▸ What you will do:
Take the entries below and give them back exactly. Leave out nothing.

(Stored data entries)

|---|

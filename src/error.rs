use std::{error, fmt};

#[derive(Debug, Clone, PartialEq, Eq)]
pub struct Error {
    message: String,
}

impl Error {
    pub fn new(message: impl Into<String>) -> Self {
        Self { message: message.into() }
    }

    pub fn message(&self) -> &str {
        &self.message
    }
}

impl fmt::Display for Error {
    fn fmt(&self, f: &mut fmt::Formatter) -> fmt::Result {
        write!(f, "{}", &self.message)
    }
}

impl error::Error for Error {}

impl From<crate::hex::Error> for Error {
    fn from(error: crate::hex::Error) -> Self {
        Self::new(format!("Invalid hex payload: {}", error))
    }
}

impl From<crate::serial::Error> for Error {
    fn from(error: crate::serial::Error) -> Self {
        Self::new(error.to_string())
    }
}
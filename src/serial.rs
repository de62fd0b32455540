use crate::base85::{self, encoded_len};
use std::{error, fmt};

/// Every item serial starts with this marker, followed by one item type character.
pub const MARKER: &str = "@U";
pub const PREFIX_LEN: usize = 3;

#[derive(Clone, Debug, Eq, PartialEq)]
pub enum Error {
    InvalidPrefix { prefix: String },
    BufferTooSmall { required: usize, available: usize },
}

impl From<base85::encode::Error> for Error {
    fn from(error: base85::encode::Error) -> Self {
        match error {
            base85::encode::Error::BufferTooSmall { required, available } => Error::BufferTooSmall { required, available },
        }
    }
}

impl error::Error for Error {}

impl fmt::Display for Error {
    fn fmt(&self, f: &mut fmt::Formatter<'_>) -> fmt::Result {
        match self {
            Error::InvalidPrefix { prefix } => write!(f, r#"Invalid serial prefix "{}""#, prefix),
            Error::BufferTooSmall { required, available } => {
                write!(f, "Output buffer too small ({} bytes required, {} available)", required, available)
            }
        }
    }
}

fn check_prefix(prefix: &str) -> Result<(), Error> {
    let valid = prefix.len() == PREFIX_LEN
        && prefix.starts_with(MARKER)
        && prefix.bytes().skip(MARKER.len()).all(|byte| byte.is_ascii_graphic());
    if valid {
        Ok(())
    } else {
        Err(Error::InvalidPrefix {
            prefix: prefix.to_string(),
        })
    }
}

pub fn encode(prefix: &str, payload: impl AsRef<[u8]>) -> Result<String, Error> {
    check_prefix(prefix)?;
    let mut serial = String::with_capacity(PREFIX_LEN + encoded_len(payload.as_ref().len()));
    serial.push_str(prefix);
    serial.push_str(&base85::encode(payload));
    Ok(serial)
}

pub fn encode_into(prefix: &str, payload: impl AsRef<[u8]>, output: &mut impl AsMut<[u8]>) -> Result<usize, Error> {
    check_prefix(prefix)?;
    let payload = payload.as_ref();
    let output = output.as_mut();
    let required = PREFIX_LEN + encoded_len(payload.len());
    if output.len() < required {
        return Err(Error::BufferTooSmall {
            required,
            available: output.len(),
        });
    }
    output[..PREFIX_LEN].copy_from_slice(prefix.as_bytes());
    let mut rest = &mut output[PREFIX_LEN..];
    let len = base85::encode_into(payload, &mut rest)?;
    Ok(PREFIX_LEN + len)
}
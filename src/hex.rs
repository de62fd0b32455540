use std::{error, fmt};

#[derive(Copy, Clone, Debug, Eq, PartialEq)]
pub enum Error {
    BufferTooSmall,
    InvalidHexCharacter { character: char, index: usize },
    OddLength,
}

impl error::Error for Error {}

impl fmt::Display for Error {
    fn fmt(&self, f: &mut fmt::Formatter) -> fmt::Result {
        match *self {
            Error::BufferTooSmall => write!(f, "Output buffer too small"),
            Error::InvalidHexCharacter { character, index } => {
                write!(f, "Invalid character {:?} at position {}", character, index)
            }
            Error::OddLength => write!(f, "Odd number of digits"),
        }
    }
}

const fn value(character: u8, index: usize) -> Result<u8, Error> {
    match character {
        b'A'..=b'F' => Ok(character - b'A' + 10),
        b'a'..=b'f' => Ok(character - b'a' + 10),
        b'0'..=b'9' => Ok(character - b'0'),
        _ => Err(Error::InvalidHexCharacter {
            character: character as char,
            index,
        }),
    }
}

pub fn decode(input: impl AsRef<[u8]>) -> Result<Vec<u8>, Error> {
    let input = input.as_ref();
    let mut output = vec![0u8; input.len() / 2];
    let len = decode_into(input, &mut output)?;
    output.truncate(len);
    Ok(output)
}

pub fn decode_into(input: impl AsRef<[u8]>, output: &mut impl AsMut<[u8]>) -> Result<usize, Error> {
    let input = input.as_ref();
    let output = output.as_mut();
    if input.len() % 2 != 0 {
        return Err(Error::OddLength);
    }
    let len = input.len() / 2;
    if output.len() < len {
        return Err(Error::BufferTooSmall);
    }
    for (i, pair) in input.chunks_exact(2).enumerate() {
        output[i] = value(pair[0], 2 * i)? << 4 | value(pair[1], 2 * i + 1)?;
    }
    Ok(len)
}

|---|

▸ Solution:
filename src/error.rs
use std::{error, fmt};

#[derive(Debug, Clone, PartialEq, Eq)]
pub struct Error {
    message: String,
}

impl Error {
    pub fn new(message: impl Into<String>) -> Self {
        Self { message: message.into() }
    }

    pub fn message(&self) -> &str {
        &self.message
    }
}

impl fmt::Display for Error {
    fn fmt(&self, f: &mut fmt::Formatter) -> fmt::Result {
        write!(f, "{}", &self.message)
    }
}

impl error::Error for Error {}

impl From<crate::hex::Error> for Error {
    fn from(error: crate::hex::Error) -> Self {
        Self::new(format!("Invalid hex payload: {}", error))
    }
}

impl From<crate::serial::Error> for Error {
    fn from(error: crate::serial::Error) -> Self {
        Self::new(error.to_string())
    }
}
filename src/serial.rs
repository de62fd0b32455540
use crate::base85::{self, encoded_len};
use std::{error, fmt};

/// Every item serial starts with this marker, followed by one item type character.
pub const MARKER: &str = "@U";
pub const PREFIX_LEN: usize = 3;

#[derive(Clone, Debug, Eq, PartialEq)]
pub enum Error {
    InvalidPrefix { prefix: String },
    BufferTooSmall { required: usize, available: usize },
}

impl From<base85::encode::Error> for Error {
    fn from(error: base85::encode::Error) -> Self {
        match error {
            base85::encode::Error::BufferTooSmall { required, available } => Error::BufferTooSmall { required, available },
        }
    }
}

impl error::Error for Error {}

impl fmt::Display for Error {
    fn fmt(&self, f: &mut fmt::Formatter<'_>) -> fmt::Result {
        match self {
            Error::InvalidPrefix { prefix } => write!(f, r#"Invalid serial prefix "{}""#, prefix),
            Error::BufferTooSmall { required, available } => {
                write!(f, "Output buffer too small ({} bytes required, {} available)", required, available)
            }
        }
    }
}

fn check_prefix(prefix: &str) -> Result<(), Error> {
    let valid = prefix.len() == PREFIX_LEN
        && prefix.starts_with(MARKER)
        && prefix.bytes().skip(MARKER.len()).all(|byte| byte.is_ascii_graphic());
    if valid {
        Ok(())
    } else {
        Err(Error::InvalidPrefix {
            prefix: prefix.to_string(),
        })
    }
}

pub fn encode(prefix: &str, payload: impl AsRef<[u8]>) -> Result<String, Error> {
    check_prefix(prefix)?;
    let mut serial = String::with_capacity(PREFIX_LEN + encoded_len(payload.as_ref().len()));
    serial.push_str(prefix);
    serial.push_str(&base85::encode(payload));
    Ok(serial)
}

pub fn encode_into(prefix: &str, payload: impl AsRef<[u8]>, output: &mut impl AsMut<[u8]>) -> Result<usize, Error> {
    check_prefix(prefix)?;
    let payload = payload.as_ref();
    let output = output.as_mut();
    let required = PREFIX_LEN + encoded_len(payload.len());
    if output.len() < required {
        return Err(Error::BufferTooSmall {
            required,
            available: output.len(),
        });
    }
    output[..PREFIX_LEN].copy_from_slice(prefix.as_bytes());
    let mut rest = &mut output[PREFIX_LEN..];
    let len = base85::encode_into(payload, &mut rest)?;
    Ok(PREFIX_LEN + len)
}
filename src/hex.rs
repository de62fd0b32455540
use std::{error, fmt};

#[derive(Copy, Clone, Debug, Eq, PartialEq)]
pub enum Error {
    BufferTooSmall,
    InvalidHexCharacter { character: char, index: usize },
    OddLength,
}

impl error::Error for Error {}

impl fmt::Display for Error {
    fn fmt(&self, f: &mut fmt::Formatter) -> fmt::Result {
        match *self {
            Error::BufferTooSmall => write!(f, "Output buffer too small"),
            Error::InvalidHexCharacter { character, index } => {
                write!(f, "Invalid character {:?} at position {}", character, index)
            }
            Error::OddLength => write!(f, "Odd number of digits"),
        }
    }
}

const fn value(character: u8, index: usize) -> Result<u8, Error> {
    match character {
        b'A'..=b'F' => Ok(character - b'A' + 10),
        b'a'..=b'f' => Ok(character - b'a' + 10),
        b'0'..=b'9' => Ok(character - b'0'),
        _ => Err(Error::InvalidHexCharacter {
            character: character as char,
            index,
        }),
    }
}

pub fn decode(input: impl AsRef<[u8]>) -> Result<Vec<u8>, Error> {
    let input = input.as_ref();
    let mut output = vec![0u8; input.len() / 2];
    let len = decode_into(input, &mut output)?;
    output.truncate(len);
    Ok(output)
}

pub fn decode_into(input: impl AsRef<[u8]>, output: &mut impl AsMut<[u8]>) -> Result<usize, Error> {
    let input = input.as_ref();
    let output = output.as_mut();
    if input.len() % 2 != 0 {
        return Err(Error::OddLength);
    }
    let len = input.len() / 2;
    if output.len() < len {
        return Err(Error::BufferTooSmall);
    }
    for (i, pair) in input.chunks_exact(2).enumerate() {
        output[i] = value(pair[0], 2 * i)? << 4 | value(pair[1], 2 * i + 1)?;
    }
    Ok(len)
}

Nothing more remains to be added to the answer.